• _Work instruction_:
Only the lines below starting at the one that contains "pub fn varint(&mut" and ending at the one that contains "result |= ((b" are to be reproduced, exactly and with both ends kept.

• _Available data_:
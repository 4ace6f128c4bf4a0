//! Bounds-checked binary reader with cursor tracking.

use crate::BufferError;

/// A binary buffer reader over a byte slice.
///
/// Every read is bounds-checked and leaves the cursor untouched when it
/// fails, so callers can report the offset of the bad input.
///
/// # Example
///
/// ```
/// use proto_kernel_buffers::{BufferError, Reader};
///
/// let data = [0xac, 0x02, 0x2a];
/// let mut reader = Reader::new(&data);
///
/// assert_eq!(reader.varint(), Ok(300));
/// assert_eq!(reader.fixed32(), Err(BufferError::EndOfBuffer));
/// assert_eq!(reader.buf(1), Ok(&[0x2a][..]));
/// assert!(reader.is_empty());
/// ```
pub struct Reader<'a> {
    /// The underlying byte slice.
    pub uint8: &'a [u8],
    /// Current cursor position.
    pub x: usize,
}

impl<'a> Reader<'a> {
    /// Creates a new reader for the given byte slice.
    pub fn new(uint8: &'a [u8]) -> Self {
        Self { uint8, x: 0 }
    }

    /// Returns the number of remaining bytes.
    pub fn size(&self) -> usize {
        self.uint8.len() - self.x
    }

    /// Returns `true` when the cursor reached the end of the input.
    pub fn is_empty(&self) -> bool {
        self.x >= self.uint8.len()
    }

    #[inline]
    fn check(&self, n: usize) -> Result<(), BufferError> {
        if n > self.size() {
            Err(BufferError::EndOfBuffer)
        } else {
            Ok(())
        }
    }

    /// Reads an unsigned base-128 varint of at most 10 bytes.
    pub fn varint(&mut self) -> Result<u64, BufferError> {
        let mut result: u64 = 0;
        let mut x = self.x;
        for shift in (0..70).step_by(7) {
            let Some(&b) = self.uint8.get(x) else {
                return Err(BufferError::EndOfBuffer);
            };
            x += 1;
            result |= ((b & 0x7f) as u64) << shift;
            if b & 0x80 == 0 {
                self.x = x;
                return Ok(result);
            }
        }
        Err(BufferError::VarintTooLong)
    }

    /// Reads an unsigned 32-bit integer (little-endian).
    pub fn fixed32(&mut self) -> Result<u32, BufferError> {
        let bytes = self.buf(4)?;
        Ok(u32::from_le_bytes([bytes[0], bytes[1], bytes[2], bytes[3]]))
    }

    /// Reads an unsigned 64-bit integer (little-endian).
    pub fn fixed64(&mut self) -> Result<u64, BufferError> {
        let mut bytes = [0u8; 8];
        bytes.copy_from_slice(self.buf(8)?);
        Ok(u64::from_le_bytes(bytes))
    }

    /// Returns a subslice of the given size and advances the cursor.
    pub fn buf(&mut self, size: usize) -> Result<&'a [u8], BufferError> {
        self.check(size)?;
        let x = self.x;
        self.x += size;
        Ok(&self.uint8[x..self.x])
    }

    /// Reads a varint length prefix, then that many bytes.
    pub fn delimited(&mut self) -> Result<&'a [u8], BufferError> {
        let start = self.x;
        let length = self.varint()?;
        let length = usize::try_from(length).map_err(|_| BufferError::EndOfBuffer)?;
        match self.buf(length) {
            Ok(bytes) => Ok(bytes),
            Err(err) => {
                self.x = start;
                Err(err)
            }
        }
    }
}
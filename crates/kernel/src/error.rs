//! Kernel error type.

use proto_kernel_buffers::BufferError;
use thiserror::Error;

use crate::wire::WireType;

/// Error type for kernel parsing and field access.
#[derive(Debug, Error, Clone, PartialEq, Eq)]
pub enum KernelError {
    #[error(transparent)]
    Buffer(#[from] BufferError),
    #[error("invalid field number: {0}")]
    InvalidFieldNumber(u64),
    #[error("invalid wire type: {0}")]
    InvalidWireType(u8),
    #[error("end group marker for field {0} without matching start group")]
    UnexpectedEndGroup(u32),
    #[error("group for field {expected} closed by end group marker for field {found}")]
    MismatchedEndGroup { expected: u32, found: u32 },
    #[error("group for field {0} is not terminated")]
    UnterminatedGroup(u32),
    #[error("field {field_number} does not hold a {expected:?} value")]
    WireTypeMismatch {
        field_number: u32,
        expected: WireType,
    },
    #[error("invalid UTF-8")]
    InvalidUtf8,
    #[error("index {index} out of bounds for repeated field of size {size}")]
    IndexOutOfBounds { index: usize, size: usize },
}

• _Response to this task_:
    pub fn varint(&mut self) -> Result<u64, BufferError> {
        let mut result: u64 = 0;
        let mut x = self.x;
        for shift in (0..70).step_by(7) {
            let Some(&b) = self.uint8.get(x) else {
                return Err(BufferError::EndOfBuffer);
            };
            x += 1;
            result |= ((b & 0x7f) as u64) << shift;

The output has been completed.